TO DO. Scan the records below for the line containing "to build reqwest" and the line containing "let api_key = HeaderValue::from_str(&self.api_key).map_err(|e|". Copy both, plus every line between, exactly.

AVAILABLE DATA.

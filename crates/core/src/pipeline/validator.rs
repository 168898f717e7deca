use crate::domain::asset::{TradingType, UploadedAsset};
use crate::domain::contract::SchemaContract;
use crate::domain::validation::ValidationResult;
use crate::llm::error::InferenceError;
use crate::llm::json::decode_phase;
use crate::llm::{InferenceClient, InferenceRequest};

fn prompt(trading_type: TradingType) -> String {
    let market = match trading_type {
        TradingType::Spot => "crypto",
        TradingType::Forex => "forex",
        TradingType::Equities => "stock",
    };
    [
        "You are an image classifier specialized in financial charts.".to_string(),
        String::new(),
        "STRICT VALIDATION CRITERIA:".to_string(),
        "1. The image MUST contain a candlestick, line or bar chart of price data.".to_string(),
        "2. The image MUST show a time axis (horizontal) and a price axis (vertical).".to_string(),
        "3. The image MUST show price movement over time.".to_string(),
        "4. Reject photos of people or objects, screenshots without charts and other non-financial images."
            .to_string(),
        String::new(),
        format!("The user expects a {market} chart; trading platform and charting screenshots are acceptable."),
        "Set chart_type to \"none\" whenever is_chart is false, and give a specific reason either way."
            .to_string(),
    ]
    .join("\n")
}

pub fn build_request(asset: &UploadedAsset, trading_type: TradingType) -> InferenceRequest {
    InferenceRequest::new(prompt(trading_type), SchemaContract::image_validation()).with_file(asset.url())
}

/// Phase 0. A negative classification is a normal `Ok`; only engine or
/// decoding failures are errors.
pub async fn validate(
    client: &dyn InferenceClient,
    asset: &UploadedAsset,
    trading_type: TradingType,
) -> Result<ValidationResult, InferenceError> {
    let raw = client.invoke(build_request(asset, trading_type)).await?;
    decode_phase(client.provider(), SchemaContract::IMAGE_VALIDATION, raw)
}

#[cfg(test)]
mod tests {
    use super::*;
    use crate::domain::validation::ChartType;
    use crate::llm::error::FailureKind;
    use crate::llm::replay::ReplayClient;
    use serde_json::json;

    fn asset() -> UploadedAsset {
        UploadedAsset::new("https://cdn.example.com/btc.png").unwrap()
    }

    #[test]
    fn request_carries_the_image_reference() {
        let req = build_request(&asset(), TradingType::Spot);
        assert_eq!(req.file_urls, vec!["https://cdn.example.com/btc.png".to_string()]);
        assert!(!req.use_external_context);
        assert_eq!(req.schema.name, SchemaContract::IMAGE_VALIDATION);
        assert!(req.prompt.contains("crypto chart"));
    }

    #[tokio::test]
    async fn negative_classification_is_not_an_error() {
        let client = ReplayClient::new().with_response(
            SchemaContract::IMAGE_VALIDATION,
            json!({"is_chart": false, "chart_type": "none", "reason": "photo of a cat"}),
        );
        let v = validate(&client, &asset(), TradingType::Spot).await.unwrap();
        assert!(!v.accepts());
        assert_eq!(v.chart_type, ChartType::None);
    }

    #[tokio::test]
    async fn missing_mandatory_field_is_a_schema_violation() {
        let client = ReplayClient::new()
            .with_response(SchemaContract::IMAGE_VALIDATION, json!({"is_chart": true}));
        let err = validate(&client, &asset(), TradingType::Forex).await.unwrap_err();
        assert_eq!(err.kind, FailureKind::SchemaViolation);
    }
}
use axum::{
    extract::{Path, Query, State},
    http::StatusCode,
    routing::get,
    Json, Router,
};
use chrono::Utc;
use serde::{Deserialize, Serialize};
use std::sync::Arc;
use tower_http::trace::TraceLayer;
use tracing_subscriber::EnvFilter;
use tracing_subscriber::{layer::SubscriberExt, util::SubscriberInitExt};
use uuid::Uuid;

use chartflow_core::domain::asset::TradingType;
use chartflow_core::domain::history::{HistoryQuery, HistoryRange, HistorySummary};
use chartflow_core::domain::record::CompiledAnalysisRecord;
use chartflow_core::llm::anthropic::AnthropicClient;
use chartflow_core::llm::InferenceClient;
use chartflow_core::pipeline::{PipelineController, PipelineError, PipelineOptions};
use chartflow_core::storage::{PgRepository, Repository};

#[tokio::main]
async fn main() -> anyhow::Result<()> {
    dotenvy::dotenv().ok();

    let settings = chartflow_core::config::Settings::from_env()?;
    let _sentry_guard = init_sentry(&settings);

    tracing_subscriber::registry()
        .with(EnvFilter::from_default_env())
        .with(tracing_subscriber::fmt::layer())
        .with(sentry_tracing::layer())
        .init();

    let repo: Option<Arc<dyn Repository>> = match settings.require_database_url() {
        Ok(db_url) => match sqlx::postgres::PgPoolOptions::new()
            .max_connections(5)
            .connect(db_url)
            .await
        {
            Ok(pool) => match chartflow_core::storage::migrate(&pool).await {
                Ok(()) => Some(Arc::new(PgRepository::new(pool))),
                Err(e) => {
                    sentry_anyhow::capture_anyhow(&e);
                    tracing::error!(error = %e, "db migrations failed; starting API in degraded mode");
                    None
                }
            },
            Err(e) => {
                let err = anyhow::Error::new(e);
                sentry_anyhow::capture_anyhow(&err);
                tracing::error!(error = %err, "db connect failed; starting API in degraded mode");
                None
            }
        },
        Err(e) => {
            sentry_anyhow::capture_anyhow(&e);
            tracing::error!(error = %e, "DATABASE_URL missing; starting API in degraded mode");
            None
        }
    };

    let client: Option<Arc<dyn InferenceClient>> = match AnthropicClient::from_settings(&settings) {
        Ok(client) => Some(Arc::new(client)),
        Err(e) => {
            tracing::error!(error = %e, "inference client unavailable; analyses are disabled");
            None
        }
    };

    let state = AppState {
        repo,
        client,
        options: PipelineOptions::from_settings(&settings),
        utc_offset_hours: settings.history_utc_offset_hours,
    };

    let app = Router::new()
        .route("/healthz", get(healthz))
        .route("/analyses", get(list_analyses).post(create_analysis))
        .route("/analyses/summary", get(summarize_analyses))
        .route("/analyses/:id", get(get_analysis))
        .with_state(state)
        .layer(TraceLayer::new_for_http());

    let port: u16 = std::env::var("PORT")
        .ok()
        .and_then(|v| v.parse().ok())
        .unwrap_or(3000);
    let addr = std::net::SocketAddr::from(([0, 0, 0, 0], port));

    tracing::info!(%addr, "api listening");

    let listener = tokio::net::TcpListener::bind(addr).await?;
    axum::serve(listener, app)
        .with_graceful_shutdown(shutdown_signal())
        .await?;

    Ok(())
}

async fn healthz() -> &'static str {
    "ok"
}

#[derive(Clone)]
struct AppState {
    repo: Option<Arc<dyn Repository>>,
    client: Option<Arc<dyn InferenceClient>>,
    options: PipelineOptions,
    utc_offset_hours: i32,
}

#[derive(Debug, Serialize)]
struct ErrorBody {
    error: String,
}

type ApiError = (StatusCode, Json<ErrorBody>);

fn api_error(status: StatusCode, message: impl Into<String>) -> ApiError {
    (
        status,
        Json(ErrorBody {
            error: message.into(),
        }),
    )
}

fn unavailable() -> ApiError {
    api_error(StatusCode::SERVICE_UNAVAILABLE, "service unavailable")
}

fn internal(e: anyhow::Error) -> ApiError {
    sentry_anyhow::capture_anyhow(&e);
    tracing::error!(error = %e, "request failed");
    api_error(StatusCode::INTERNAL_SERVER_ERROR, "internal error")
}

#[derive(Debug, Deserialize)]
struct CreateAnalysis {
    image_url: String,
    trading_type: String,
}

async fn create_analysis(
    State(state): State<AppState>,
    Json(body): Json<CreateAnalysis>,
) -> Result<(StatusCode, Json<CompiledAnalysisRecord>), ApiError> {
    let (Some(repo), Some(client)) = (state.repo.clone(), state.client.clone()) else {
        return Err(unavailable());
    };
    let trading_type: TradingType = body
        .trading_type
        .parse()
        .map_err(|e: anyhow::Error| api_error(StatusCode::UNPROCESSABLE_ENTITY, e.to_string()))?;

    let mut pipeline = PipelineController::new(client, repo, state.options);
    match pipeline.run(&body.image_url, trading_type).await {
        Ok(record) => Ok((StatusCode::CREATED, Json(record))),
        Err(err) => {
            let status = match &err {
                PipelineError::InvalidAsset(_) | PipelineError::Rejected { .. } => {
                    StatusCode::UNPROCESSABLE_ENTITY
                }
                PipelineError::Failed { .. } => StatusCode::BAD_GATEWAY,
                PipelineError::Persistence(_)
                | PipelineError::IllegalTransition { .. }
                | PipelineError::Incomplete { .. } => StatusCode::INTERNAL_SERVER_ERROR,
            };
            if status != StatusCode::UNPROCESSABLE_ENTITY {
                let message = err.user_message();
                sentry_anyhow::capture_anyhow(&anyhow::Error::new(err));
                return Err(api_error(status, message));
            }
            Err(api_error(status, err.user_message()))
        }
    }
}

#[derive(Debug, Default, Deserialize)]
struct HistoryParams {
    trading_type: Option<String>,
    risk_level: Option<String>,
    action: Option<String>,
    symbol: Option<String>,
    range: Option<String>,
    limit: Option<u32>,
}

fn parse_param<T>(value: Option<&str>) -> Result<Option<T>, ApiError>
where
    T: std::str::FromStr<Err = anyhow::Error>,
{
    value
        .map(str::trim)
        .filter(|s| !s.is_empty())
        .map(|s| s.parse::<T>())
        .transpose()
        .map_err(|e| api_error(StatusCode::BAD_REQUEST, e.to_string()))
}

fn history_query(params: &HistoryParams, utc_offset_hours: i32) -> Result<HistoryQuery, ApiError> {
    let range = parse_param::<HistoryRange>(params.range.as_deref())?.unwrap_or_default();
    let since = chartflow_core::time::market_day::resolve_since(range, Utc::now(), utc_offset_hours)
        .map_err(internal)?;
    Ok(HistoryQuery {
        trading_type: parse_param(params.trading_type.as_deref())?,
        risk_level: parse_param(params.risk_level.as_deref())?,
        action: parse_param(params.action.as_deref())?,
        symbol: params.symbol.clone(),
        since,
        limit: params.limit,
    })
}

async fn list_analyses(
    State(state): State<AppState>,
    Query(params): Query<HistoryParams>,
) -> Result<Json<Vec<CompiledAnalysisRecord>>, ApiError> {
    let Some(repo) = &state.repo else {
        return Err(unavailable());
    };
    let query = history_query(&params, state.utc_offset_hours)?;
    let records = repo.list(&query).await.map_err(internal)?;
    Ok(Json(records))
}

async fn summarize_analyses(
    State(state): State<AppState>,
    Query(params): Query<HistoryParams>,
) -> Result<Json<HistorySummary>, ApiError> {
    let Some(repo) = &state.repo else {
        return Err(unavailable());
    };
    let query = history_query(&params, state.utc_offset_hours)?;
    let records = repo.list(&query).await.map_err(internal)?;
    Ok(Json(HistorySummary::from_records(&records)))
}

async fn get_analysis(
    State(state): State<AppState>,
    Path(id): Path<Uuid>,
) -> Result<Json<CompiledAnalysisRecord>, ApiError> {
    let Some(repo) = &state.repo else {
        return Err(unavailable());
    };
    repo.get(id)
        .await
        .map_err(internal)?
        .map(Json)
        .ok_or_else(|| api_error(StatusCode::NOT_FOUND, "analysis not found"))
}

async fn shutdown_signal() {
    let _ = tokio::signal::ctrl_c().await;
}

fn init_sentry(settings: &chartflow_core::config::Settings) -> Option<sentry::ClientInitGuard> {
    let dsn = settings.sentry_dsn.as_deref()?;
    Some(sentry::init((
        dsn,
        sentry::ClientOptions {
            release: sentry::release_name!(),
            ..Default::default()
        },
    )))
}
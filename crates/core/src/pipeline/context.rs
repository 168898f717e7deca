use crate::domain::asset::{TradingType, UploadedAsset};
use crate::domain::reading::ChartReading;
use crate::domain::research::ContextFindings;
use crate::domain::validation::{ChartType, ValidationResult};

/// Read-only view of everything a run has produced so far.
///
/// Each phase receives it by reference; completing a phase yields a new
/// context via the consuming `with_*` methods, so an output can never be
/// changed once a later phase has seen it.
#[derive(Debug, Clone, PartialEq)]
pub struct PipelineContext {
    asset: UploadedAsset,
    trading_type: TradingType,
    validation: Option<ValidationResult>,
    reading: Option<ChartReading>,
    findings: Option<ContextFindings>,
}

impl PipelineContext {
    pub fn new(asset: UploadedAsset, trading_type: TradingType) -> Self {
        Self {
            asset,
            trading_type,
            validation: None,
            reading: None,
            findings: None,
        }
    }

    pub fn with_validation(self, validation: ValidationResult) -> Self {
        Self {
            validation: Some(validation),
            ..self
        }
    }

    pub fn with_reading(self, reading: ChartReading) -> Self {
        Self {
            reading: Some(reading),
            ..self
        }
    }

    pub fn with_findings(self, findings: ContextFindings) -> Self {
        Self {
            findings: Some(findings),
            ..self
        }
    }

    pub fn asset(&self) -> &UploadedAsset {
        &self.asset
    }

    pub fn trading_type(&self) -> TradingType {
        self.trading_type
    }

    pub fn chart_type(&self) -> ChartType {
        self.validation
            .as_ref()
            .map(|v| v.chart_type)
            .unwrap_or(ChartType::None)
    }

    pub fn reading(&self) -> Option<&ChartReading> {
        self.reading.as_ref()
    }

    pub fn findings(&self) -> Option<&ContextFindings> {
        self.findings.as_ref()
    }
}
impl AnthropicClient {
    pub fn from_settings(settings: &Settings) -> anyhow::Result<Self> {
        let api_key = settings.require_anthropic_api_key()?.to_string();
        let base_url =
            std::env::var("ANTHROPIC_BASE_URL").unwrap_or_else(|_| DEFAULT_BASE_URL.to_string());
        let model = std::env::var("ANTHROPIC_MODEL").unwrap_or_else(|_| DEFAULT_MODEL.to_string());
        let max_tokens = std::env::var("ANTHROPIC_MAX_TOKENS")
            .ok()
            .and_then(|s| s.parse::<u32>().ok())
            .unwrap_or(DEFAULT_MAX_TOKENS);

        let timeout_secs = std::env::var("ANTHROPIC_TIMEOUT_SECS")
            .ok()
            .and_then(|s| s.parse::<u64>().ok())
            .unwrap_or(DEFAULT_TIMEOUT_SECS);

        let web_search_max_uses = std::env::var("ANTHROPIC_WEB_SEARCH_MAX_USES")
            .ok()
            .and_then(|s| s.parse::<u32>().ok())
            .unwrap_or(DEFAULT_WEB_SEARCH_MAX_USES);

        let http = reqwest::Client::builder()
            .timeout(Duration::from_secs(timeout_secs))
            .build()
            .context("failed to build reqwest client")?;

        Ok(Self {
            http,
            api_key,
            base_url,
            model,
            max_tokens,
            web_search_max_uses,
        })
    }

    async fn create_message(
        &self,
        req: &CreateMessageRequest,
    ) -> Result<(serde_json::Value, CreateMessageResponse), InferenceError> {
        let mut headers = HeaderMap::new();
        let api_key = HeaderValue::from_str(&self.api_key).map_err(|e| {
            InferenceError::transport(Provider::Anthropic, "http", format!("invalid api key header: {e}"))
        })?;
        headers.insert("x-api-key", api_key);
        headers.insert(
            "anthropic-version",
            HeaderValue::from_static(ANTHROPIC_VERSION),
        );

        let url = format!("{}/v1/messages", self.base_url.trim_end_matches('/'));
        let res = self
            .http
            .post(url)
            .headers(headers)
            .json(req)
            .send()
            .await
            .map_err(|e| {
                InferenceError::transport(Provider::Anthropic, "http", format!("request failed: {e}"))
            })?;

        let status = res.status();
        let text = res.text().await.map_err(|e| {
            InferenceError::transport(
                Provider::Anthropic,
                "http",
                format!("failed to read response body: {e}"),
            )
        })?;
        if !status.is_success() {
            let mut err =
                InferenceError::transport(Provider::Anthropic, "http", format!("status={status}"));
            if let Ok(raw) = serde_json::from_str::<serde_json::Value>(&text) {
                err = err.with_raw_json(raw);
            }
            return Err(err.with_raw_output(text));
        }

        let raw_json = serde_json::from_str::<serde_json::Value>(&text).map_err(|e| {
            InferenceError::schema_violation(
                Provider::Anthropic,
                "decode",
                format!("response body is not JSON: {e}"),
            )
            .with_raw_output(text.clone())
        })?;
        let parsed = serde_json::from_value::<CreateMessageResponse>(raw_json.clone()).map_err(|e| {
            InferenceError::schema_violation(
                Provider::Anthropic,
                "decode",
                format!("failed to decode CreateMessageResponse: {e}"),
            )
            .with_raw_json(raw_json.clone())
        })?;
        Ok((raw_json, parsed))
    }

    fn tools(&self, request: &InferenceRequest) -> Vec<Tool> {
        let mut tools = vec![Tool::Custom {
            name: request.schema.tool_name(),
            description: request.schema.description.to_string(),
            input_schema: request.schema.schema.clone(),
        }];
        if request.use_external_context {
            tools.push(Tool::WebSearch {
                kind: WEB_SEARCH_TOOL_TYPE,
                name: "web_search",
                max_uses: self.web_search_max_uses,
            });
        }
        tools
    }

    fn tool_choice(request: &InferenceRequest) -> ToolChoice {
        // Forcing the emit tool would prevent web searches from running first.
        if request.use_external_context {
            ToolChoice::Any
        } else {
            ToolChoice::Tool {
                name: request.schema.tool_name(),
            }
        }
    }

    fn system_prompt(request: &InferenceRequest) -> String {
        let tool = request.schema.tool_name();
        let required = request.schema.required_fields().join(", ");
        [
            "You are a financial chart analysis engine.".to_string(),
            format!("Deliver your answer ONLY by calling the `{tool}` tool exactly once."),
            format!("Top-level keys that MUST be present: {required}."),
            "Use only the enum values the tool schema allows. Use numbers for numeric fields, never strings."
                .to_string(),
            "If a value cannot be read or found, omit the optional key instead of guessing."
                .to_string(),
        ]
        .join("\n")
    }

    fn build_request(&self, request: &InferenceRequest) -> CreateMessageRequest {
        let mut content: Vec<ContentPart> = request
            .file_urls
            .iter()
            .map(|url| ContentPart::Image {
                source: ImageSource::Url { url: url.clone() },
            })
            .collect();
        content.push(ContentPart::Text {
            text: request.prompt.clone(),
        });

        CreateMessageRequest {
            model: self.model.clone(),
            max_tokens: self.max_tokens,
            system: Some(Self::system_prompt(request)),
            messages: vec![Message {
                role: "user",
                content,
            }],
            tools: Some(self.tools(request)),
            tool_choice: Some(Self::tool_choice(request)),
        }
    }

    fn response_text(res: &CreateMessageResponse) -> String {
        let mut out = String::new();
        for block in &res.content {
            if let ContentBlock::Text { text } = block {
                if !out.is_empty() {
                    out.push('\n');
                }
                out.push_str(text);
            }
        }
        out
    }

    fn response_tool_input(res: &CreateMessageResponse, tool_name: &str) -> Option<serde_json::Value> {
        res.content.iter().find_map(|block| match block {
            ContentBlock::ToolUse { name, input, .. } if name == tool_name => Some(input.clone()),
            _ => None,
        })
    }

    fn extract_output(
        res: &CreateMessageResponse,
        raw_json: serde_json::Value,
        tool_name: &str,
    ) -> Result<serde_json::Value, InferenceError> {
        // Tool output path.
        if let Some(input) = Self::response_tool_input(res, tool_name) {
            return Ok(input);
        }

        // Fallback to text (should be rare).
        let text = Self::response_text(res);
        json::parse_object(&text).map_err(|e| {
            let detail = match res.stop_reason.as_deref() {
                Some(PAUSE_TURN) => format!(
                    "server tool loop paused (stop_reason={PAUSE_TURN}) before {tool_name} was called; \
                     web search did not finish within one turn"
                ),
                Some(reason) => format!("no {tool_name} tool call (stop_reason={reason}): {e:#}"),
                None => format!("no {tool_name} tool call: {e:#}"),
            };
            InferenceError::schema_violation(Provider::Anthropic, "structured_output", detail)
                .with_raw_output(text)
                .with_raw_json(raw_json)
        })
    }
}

WRITTEN SOLUTION.
            .context("failed to build reqwest client")?;

        Ok(Self {
            http,
            api_key,
            base_url,
            model,
            max_tokens,
            web_search_max_uses,
        })
    }

    async fn create_message(
        &self,
        req: &CreateMessageRequest,
    ) -> Result<(serde_json::Value, CreateMessageResponse), InferenceError> {
        let mut headers = HeaderMap::new();
        let api_key = HeaderValue::from_str(&self.api_key).map_err(|e| {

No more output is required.